• INSTRUCTIONS TO FOLLOW: Using the records below, report how many lines include "when", and give no more than the number.

Start of Block

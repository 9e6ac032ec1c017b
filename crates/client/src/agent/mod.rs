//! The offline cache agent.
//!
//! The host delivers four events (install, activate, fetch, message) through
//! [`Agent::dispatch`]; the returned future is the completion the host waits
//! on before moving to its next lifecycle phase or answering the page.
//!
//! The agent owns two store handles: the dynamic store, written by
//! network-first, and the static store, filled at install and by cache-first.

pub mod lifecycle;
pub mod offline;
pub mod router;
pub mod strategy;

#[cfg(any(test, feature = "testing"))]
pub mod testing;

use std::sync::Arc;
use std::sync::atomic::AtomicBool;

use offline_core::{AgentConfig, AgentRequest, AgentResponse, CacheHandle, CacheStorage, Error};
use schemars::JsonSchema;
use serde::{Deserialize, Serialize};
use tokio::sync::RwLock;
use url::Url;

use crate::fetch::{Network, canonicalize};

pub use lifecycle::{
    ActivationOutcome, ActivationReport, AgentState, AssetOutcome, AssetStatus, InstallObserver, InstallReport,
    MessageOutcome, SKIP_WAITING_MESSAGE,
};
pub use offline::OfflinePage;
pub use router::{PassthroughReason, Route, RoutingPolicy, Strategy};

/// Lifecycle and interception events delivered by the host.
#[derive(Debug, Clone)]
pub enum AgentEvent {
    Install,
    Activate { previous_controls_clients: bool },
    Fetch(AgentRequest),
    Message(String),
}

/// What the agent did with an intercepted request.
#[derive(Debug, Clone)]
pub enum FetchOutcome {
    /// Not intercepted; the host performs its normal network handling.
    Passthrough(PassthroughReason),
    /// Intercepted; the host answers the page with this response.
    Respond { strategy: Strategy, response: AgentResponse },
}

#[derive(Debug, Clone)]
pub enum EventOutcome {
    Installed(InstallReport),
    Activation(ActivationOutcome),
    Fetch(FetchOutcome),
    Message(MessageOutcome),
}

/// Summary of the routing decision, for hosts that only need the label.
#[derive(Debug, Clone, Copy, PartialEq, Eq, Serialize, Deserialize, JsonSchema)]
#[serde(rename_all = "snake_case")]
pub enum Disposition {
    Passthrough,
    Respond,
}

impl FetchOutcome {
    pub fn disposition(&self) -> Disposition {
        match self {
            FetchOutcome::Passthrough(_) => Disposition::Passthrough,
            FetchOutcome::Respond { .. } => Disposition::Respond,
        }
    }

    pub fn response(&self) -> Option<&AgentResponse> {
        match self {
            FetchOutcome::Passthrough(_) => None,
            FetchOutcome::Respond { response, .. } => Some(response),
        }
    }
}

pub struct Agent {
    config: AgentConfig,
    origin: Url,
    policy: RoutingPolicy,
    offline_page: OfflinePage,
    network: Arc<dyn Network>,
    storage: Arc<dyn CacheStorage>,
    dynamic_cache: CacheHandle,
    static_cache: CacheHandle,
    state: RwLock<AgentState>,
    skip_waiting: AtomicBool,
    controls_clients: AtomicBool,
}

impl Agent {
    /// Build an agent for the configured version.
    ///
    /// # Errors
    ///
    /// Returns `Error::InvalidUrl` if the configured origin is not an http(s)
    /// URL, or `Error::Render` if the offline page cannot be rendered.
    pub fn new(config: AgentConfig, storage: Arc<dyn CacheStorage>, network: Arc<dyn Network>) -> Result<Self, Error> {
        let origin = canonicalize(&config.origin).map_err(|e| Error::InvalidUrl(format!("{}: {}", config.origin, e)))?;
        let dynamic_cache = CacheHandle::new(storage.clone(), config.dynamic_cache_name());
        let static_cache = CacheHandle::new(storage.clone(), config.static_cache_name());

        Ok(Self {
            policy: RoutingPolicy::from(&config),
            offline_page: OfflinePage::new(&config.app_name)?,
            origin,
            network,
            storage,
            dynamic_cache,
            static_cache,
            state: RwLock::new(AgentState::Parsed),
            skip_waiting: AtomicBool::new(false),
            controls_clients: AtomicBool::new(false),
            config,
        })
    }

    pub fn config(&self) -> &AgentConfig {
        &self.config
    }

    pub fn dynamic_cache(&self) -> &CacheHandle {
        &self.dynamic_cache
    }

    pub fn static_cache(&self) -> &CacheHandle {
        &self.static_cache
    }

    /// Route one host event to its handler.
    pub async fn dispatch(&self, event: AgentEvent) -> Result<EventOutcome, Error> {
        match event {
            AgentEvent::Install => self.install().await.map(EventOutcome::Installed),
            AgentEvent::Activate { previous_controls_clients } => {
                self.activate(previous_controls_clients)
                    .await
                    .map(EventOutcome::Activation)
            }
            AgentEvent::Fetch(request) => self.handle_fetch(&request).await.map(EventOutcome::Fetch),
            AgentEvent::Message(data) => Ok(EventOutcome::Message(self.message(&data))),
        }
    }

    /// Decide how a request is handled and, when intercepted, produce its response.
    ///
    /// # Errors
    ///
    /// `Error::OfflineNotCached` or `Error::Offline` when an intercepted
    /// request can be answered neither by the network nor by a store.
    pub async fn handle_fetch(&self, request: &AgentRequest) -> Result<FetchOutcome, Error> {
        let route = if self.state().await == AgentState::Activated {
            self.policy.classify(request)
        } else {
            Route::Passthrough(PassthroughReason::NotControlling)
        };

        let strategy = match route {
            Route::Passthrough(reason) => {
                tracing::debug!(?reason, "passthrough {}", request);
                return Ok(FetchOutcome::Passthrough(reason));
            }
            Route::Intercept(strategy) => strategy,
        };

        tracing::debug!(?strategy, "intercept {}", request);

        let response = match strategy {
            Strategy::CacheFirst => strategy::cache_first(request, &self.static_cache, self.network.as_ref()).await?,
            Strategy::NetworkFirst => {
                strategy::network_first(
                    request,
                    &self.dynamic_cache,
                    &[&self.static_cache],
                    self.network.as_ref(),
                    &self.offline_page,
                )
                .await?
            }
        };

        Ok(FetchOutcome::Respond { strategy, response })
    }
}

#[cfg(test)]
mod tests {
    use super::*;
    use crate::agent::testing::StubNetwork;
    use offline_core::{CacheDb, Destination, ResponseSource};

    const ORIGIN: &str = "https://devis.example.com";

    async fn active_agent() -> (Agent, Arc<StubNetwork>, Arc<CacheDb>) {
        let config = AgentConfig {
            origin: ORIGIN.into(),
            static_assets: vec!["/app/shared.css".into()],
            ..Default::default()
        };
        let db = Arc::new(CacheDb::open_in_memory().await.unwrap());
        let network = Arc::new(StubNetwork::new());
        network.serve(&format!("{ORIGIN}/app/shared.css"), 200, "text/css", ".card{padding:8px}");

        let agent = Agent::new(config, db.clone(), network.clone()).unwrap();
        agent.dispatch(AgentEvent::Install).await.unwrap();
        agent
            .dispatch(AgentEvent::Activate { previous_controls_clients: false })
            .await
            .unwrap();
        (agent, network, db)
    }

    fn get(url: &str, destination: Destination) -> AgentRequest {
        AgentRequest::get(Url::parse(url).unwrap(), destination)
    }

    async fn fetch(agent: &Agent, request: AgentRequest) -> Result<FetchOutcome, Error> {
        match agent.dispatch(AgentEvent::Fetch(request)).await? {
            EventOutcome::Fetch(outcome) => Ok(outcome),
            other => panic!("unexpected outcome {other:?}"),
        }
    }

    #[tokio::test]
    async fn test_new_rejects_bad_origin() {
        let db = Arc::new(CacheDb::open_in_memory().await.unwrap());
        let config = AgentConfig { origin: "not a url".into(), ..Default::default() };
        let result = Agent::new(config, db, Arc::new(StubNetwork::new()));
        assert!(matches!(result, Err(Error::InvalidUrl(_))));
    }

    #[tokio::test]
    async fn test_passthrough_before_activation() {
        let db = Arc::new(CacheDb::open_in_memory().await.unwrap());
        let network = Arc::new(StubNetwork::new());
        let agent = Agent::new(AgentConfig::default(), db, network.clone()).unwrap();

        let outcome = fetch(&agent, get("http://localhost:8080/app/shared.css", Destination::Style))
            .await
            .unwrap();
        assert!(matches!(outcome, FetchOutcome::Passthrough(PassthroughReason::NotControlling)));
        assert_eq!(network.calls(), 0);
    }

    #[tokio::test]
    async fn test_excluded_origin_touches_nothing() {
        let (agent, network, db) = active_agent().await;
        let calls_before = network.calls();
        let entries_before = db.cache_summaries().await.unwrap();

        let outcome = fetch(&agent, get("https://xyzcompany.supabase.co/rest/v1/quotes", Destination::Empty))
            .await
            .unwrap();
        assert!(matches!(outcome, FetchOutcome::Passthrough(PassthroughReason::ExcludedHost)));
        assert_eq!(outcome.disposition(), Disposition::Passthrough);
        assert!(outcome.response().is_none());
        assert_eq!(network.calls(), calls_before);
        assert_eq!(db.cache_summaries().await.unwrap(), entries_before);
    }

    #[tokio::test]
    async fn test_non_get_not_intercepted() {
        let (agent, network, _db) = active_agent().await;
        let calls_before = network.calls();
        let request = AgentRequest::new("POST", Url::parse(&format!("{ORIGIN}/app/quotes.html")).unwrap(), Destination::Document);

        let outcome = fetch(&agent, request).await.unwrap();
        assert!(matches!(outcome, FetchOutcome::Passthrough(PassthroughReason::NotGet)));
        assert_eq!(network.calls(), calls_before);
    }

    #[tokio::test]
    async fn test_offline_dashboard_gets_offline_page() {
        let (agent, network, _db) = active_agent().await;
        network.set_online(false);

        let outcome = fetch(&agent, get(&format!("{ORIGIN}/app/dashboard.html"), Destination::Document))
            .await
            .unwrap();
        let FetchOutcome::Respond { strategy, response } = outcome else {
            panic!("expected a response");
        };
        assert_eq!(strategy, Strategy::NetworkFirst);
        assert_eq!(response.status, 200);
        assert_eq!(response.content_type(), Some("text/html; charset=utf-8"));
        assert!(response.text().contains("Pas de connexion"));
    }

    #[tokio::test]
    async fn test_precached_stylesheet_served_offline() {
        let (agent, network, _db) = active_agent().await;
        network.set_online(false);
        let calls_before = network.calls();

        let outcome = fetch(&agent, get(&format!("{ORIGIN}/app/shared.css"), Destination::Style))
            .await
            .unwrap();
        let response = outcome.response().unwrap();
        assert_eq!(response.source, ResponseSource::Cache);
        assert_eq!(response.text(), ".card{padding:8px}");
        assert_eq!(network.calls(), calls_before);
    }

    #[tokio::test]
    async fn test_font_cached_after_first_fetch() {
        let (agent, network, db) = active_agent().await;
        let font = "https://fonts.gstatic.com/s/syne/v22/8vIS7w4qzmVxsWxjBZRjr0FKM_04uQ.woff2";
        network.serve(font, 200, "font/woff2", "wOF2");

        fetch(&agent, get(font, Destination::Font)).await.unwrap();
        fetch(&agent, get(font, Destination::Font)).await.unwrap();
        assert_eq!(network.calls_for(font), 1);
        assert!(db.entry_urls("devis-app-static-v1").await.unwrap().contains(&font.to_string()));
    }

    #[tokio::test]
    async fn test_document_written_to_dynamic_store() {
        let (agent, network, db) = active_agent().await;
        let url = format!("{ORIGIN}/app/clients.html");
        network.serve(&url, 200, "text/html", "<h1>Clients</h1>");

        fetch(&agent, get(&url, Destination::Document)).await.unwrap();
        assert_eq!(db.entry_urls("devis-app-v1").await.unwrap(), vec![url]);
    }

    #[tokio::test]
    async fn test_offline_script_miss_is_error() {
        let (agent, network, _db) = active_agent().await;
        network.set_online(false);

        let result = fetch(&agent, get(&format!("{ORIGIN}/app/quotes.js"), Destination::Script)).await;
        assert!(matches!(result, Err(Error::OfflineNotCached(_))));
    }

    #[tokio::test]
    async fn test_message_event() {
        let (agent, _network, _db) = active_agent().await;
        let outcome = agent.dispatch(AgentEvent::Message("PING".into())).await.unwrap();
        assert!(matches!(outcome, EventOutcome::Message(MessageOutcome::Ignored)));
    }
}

End of Block

• TASK OUTPUT: 2